Tuesday, July 5, 2016

Norbert E. Hines

Age 90
Born near Guckeen, MN in 1926 on the family farm
Currently lives in Fairmont, MN
U.S. Navy World War II Veteran

Like many farm boys during the war years of the 1940s, Norbert Hines joined the military to help in the war effort. Hines enlisted in the U.S. Navy in May of 1944, just before graduation from Fairmont High School. He was sent to Great Lakes, Illinois for basic training then out west to Treasure Island Naval Base in the San Francisco Bay to attend Navy cook and bakers school. 

Following that stint, Hines was sent to San Diego's Coronado Island in February of 1945 for training and assignment on the attack transport ship USS Fillmore APA-83. An interesting side note, the ship, a Gilliam-class attack transport, was named after Fillmore counties in Minnesota and Nebraska.

Hines admitted he had never been to sea before joining the navy. “I decided to enlist in the Navy instead of getting drafted,” Hines said. “I had heard stories from the Army guys of having to deal with snakes and having to dig your own bed every night to sleep.”

Hines eventually earned a deck division boatswain's mate rating and was put “in charge of everything on the top side of his ship,” Hines said. “That was quite a jump in pay,” he added. “As a boatswain's mate 3rd class I was making $100 per month. When I first went in as a seaman, I was only making around $25 per month.”

The ship hauled everything from gun boats to troops and various military cargo. Loaded to capacity with cargo and passengers, Fillmore sailed from San Francisco April 25,1945, bound for Lady Bay in the Philippines. Hines remembers the ship being tracked by a Japanese submarine. “We had to zig-zag to avoid them,” he recalled. “We were loaded up for the invasion of Japan, and hadn't yet heard word of the Japanese surrender. Boy, there were a lot of fireworks that lit up the sky to celebrate Japan's surrender,” Hines said. 

Hines and his shipmates made numerous voyages across the Pacific Ocean between the South Pacific, Pearl Harbor and Seattle, Washington carrying returning veteran troops and supplies.

One of Hines most interesting post war memories was being part of the 'Operation Crossroads' atomic bomb testing in the Marshall Islands during 1946. “It was right at the end of the war, and most of us had never heard of the atomic bomb,” he remembered. “The USS Fillmore was one of two ships on the site of the bomb testing. We were stationed about ten miles out from ground zero and were part of two different tests of the bomb.” 

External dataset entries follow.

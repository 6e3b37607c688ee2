use std::collections::HashMap;

use async_trait::async_trait;
use time::OffsetDateTime;
use tokio::sync::RwLock;
use uuid::Uuid;

use super::{new_token, Store, StoreResult};
use crate::types::{
    Dialogue, Message, Module, ProgressStatus, Scenario, SocraticQuestion, StepType, Submission,
    TechniqueBadge, UserId, UserProgress,
};

#[derive(Default)]
struct Tables {
    tokens: HashMap<String, (UserId, OffsetDateTime)>,
    modules: HashMap<Uuid, Module>,
    scenarios: HashMap<Uuid, Scenario>,
    questions: HashMap<Uuid, Vec<SocraticQuestion>>,
    progress: HashMap<Uuid, UserProgress>,
    dialogues: HashMap<Uuid, Dialogue>,
    badges: Vec<TechniqueBadge>,
    submissions: Vec<Submission>,
}

/// Process-local store with the same semantics as the Postgres schema.
#[derive(Default)]
pub struct MemoryStore {
    tables: RwLock<Tables>,
}

impl MemoryStore {
    pub fn new() -> Self {
        Self::default()
    }
}

#[async_trait]
impl Store for MemoryStore {
    async fn user_for_token(&self, token: &str) -> StoreResult<Option<UserId>> {
        let tables = self.tables.read().await;
        let now = OffsetDateTime::now_utc();
        Ok(tables
            .tokens
            .get(token)
            .filter(|(_, expires_at)| *expires_at > now)
            .map(|(user_id, _)| *user_id))
    }

    async fn active_modules(&self) -> StoreResult<Vec<Module>> {
        let tables = self.tables.read().await;
        let mut modules: Vec<Module> = tables
            .modules
            .values()
            .filter(|m| m.is_active)
            .cloned()
            .collect();
        modules.sort_by_key(|m| m.order_index);
        Ok(modules)
    }

    async fn module(&self, id: Uuid) -> StoreResult<Option<Module>> {
        Ok(self.tables.read().await.modules.get(&id).cloned())
    }

    async fn module_at(&self, order_index: i32) -> StoreResult<Option<Module>> {
        let tables = self.tables.read().await;
        Ok(tables
            .modules
            .values()
            .find(|m| m.is_active && m.order_index == order_index)
            .cloned())
    }

    async fn scenarios(&self, module_id: Uuid) -> StoreResult<Vec<Scenario>> {
        let tables = self.tables.read().await;
        let mut scenarios: Vec<Scenario> = tables
            .scenarios
            .values()
            .filter(|s| s.module_id == module_id && s.is_active)
            .cloned()
            .collect();
        scenarios.sort_by(|a, b| a.title.cmp(&b.title));
        Ok(scenarios)
    }

    async fn socratic_questions(&self, module_id: Uuid) -> StoreResult<Vec<SocraticQuestion>> {
        let tables = self.tables.read().await;
        Ok(tables.questions.get(&module_id).cloned().unwrap_or_default())
    }

    async fn progress_for_user(&self, user_id: UserId) -> StoreResult<Vec<UserProgress>> {
        let tables = self.tables.read().await;
        Ok(tables
            .progress
            .values()
            .filter(|p| p.user_id == user_id)
            .cloned()
            .collect())
    }

    async fn progress(&self, id: Uuid) -> StoreResult<Option<UserProgress>> {
        Ok(self.tables.read().await.progress.get(&id).cloned())
    }

    async fn progress_for_module(
        &self,
        user_id: UserId,
        module_id: Uuid,
    ) -> StoreResult<Option<UserProgress>> {
        let tables = self.tables.read().await;
        Ok(tables
            .progress
            .values()
            .find(|p| p.user_id == user_id && p.module_id == module_id)
            .cloned())
    }

    async fn insert_progress(
        &self,
        user_id: UserId,
        module_id: Uuid,
        started_at: OffsetDateTime,
    ) -> StoreResult<UserProgress> {
        let mut tables = self.tables.write().await;
        if let Some(existing) = tables
            .progress
            .values()
            .find(|p| p.user_id == user_id && p.module_id == module_id)
        {
            return Ok(existing.clone());
        }

        let progress = UserProgress {
            id: Uuid::new_v4(),
            user_id,
            module_id,
            current_step: Some(StepType::SocraticDialogue),
            status: ProgressStatus::InProgress,
            started_at: Some(started_at),
            completed_at: None,
            score: None,
        };
        tables.progress.insert(progress.id, progress.clone());
        Ok(progress)
    }

    async fn advance_progress(
        &self,
        id: Uuid,
        from: StepType,
        to: Option<StepType>,
        at: OffsetDateTime,
    ) -> StoreResult<bool> {
        let mut tables = self.tables.write().await;
        let Some(progress) = tables.progress.get_mut(&id) else {
            return Ok(false);
        };
        if progress.current_step != Some(from) {
            return Ok(false);
        }

        progress.current_step = to;
        if to.is_none() {
            progress.status = ProgressStatus::Completed;
            progress.completed_at = Some(at);
        } else {
            progress.status = ProgressStatus::InProgress;
        }
        Ok(true)
    }

    async fn award_badge(&self, badge: &TechniqueBadge) -> StoreResult<bool> {
        let mut tables = self.tables.write().await;
        let exists = tables
            .badges
            .iter()
            .any(|b| b.user_id == badge.user_id && b.technique == badge.technique);
        if exists {
            return Ok(false);
        }
        tables.badges.push(badge.clone());
        Ok(true)
    }

    async fn badges(&self, user_id: UserId) -> StoreResult<Vec<TechniqueBadge>> {
        let tables = self.tables.read().await;
        let mut badges: Vec<TechniqueBadge> = tables
            .badges
            .iter()
            .filter(|b| b.user_id == user_id)
            .cloned()
            .collect();
        badges.sort_by(|a, b| b.earned_at.cmp(&a.earned_at));
        Ok(badges)
    }

    async fn dialogue(&self, id: Uuid) -> StoreResult<Option<Dialogue>> {
        Ok(self.tables.read().await.dialogues.get(&id).cloned())
    }

    async fn dialogue_for_progress(&self, progress_id: Uuid) -> StoreResult<Option<Dialogue>> {
        let tables = self.tables.read().await;
        Ok(tables
            .dialogues
            .values()
            .find(|d| d.progress_id == progress_id)
            .cloned())
    }

    async fn insert_dialogue(&self, progress_id: Uuid, first: Message) -> StoreResult<Dialogue> {
        let mut tables = self.tables.write().await;
        if let Some(existing) = tables.dialogues.values().find(|d| d.progress_id == progress_id) {
            return Ok(existing.clone());
        }

        let now = OffsetDateTime::now_utc();
        let dialogue = Dialogue {
            id: Uuid::new_v4(),
            progress_id,
            messages: vec![first],
            is_completed: false,
            created_at: now,
            updated_at: now,
        };
        tables.dialogues.insert(dialogue.id, dialogue.clone());
        Ok(dialogue)
    }

    async fn save_dialogue(&self, dialogue: &Dialogue) -> StoreResult<()> {
        let mut tables = self.tables.write().await;
        if let Some(stored) = tables.dialogues.get_mut(&dialogue.id) {
            stored.messages = dialogue.messages.clone();
            stored.is_completed = dialogue.is_completed;
            stored.updated_at = dialogue.updated_at;
        }
        Ok(())
    }

    async fn insert_submission(&self, submission: &Submission) -> StoreResult<()> {
        self.tables.write().await.submissions.push(submission.clone());
        Ok(())
    }

    async fn submissions(
        &self,
        user_id: UserId,
        step: Option<StepType>,
    ) -> StoreResult<Vec<Submission>> {
        let tables = self.tables.read().await;
        let mut submissions: Vec<Submission> = tables
            .submissions
            .iter()
            .filter(|s| s.user_id == user_id && step.map_or(true, |step| s.step_type == step))
            .cloned()
            .collect();
        submissions.sort_by(|a, b| b.created_at.cmp(&a.created_at));
        Ok(submissions)
    }

    async fn upsert_module(&self, module: &Module) -> StoreResult<()> {
        self.tables
            .write()
            .await
            .modules
            .insert(module.id, module.clone());
        Ok(())
    }

    async fn upsert_scenario(&self, scenario: &Scenario) -> StoreResult<()> {
        self.tables
            .write()
            .await
            .scenarios
            .insert(scenario.id, scenario.clone());
        Ok(())
    }

    async fn replace_questions(
        &self,
        module_id: Uuid,
        questions: &[SocraticQuestion],
    ) -> StoreResult<()> {
        let mut ordered = questions.to_vec();
        ordered.sort_by_key(|q| q.order_index);
        self.tables.write().await.questions.insert(module_id, ordered);
        Ok(())
    }

    async fn issue_token(
        &self,
        user_id: UserId,
        expires_at: OffsetDateTime,
    ) -> StoreResult<String> {
        let token = new_token();
        self.tables
            .write()
            .await
            .tokens
            .insert(token.clone(), (user_id, expires_at));
        Ok(token)
    }
}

The Navy anchored numerous ships at the test site, and some ships even had live animals on board. The veteran seaman still remembers the eerie sight of the tall mushroom cloud that rose from the horizon. He still has a faded and dog-eared photo of the bomb cloud right after detonation. What they witness once on-board the surviving test ships at ground zero was also something not soon forgotten, he admitted.

“We had to wait about ten-to-twelve days before we could go on board those ships to see what had happened,” he said. "The animals that were on board had died and were frozen in place from the bomb's massive radiation blast.” Hines said medics were always checking the men to see how much radiation was in our blood streams. The 90 year-old jokes that the radiation must of help him, since he's still feels healthy and is alive and kicking after his experience with the atomic bomb.

Hines was 21 years old when discharged from active duty in 1947. He joined the Navy Reserves and returned to the Fairmont, MN area after that. The Korean War was just starting but Hines never was called up. He got married in 1950 and remained in the reserves until April of 1952. 

Hines summed up his military experience serving his country. “I never did anything big. No honors, and I never got into combat. So, I guess I lucked out that way.”